# EXERCISE INSTRUCTIONS:
Only a number is expected in reply: the number of lines below that include the word "CriterionRange".

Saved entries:

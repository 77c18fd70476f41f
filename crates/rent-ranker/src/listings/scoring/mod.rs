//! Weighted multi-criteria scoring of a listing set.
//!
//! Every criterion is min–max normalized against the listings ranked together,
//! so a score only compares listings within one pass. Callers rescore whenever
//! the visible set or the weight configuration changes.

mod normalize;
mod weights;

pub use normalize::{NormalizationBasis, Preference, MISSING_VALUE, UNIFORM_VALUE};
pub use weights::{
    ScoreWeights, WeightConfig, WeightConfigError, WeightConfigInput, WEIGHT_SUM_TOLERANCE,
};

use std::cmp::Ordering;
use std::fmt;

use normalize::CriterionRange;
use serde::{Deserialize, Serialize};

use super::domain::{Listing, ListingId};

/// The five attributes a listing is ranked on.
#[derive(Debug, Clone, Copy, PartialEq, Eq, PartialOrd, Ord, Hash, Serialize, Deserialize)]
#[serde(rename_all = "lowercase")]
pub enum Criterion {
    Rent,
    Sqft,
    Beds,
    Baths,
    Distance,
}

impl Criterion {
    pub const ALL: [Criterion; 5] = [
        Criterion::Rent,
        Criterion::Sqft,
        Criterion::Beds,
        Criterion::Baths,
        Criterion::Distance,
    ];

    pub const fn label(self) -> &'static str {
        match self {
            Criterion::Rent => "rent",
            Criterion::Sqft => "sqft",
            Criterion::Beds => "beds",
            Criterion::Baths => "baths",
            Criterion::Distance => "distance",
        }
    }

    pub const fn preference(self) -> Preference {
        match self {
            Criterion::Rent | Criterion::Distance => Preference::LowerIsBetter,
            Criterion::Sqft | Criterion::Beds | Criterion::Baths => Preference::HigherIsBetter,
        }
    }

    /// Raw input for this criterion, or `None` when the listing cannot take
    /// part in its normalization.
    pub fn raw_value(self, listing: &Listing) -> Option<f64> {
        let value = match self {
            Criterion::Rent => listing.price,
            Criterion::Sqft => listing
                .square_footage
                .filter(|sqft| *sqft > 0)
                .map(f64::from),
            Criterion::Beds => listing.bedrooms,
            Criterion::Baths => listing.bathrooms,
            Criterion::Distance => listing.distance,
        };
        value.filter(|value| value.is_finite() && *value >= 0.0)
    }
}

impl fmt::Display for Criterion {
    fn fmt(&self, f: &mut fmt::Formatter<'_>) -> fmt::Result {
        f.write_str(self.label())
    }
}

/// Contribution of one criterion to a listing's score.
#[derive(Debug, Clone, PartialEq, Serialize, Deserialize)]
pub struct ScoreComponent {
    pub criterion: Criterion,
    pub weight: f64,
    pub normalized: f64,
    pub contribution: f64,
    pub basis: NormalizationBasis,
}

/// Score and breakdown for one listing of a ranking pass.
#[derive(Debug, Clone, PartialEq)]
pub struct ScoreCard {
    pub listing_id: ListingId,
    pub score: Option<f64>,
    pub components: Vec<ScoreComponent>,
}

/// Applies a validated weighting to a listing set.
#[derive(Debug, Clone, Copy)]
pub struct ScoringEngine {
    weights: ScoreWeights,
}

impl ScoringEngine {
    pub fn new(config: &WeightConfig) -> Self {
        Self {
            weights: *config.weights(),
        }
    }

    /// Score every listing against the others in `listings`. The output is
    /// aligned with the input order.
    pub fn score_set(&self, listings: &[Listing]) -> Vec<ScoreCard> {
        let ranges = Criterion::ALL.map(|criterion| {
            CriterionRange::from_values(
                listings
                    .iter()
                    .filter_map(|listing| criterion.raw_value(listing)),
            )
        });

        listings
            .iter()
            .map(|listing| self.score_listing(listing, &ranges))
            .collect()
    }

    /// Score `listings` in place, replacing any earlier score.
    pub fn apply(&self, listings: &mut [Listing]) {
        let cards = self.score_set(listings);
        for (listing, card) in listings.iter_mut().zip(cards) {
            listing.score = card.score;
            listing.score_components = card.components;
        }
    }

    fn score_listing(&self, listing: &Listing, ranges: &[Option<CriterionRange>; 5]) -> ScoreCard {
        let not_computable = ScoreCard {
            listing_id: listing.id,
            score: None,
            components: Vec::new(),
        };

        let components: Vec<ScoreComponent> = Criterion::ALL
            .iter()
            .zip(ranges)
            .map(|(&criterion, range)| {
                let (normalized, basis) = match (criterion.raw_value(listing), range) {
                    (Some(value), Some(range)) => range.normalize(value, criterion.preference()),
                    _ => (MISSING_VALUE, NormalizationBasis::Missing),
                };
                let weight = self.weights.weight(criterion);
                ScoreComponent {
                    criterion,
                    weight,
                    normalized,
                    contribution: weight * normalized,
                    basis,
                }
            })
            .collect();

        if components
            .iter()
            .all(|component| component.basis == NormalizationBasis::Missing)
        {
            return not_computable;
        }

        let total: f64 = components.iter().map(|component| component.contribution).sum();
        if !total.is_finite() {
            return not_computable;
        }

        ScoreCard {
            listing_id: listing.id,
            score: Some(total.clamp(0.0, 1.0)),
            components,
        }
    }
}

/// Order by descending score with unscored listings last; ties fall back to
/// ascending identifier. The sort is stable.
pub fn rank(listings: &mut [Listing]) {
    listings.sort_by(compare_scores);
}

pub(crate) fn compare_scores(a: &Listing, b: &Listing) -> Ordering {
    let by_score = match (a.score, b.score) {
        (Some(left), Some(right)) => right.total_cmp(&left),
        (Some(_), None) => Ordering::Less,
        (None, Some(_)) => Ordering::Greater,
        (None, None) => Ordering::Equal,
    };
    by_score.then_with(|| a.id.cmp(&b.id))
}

---

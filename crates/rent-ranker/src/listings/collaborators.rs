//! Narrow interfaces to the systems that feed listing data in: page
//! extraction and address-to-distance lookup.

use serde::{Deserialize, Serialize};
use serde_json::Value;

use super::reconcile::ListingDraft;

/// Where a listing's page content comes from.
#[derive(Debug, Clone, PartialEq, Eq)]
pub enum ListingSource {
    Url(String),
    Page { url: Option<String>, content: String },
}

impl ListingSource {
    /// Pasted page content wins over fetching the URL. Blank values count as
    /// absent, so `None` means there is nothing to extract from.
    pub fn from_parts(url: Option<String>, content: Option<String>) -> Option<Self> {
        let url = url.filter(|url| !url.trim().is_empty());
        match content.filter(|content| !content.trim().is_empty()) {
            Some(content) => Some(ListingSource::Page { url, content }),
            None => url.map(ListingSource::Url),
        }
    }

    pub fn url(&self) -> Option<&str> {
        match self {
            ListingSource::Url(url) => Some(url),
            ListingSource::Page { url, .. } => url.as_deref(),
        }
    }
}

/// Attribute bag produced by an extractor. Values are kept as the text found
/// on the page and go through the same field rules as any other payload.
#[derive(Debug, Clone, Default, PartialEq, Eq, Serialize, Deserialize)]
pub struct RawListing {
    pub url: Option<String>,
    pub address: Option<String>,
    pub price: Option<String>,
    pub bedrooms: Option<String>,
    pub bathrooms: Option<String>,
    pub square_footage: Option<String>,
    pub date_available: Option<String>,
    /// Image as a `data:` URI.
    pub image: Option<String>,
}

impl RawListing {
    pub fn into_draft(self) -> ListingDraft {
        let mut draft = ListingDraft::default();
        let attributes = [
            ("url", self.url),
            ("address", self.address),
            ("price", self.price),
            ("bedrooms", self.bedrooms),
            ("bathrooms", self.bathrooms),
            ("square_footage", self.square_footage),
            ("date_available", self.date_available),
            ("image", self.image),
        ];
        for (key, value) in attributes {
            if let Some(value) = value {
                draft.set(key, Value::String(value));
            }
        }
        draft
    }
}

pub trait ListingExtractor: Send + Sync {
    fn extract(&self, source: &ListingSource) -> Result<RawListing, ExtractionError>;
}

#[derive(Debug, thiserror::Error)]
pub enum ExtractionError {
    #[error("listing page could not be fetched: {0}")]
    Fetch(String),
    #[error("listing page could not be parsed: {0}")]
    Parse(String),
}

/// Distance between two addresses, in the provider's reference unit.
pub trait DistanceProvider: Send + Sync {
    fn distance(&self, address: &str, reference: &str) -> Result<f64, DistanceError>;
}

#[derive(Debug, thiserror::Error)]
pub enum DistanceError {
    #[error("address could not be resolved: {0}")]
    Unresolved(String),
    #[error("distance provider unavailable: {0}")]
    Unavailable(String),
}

# SOLUTION TO THE PROBLEM:
3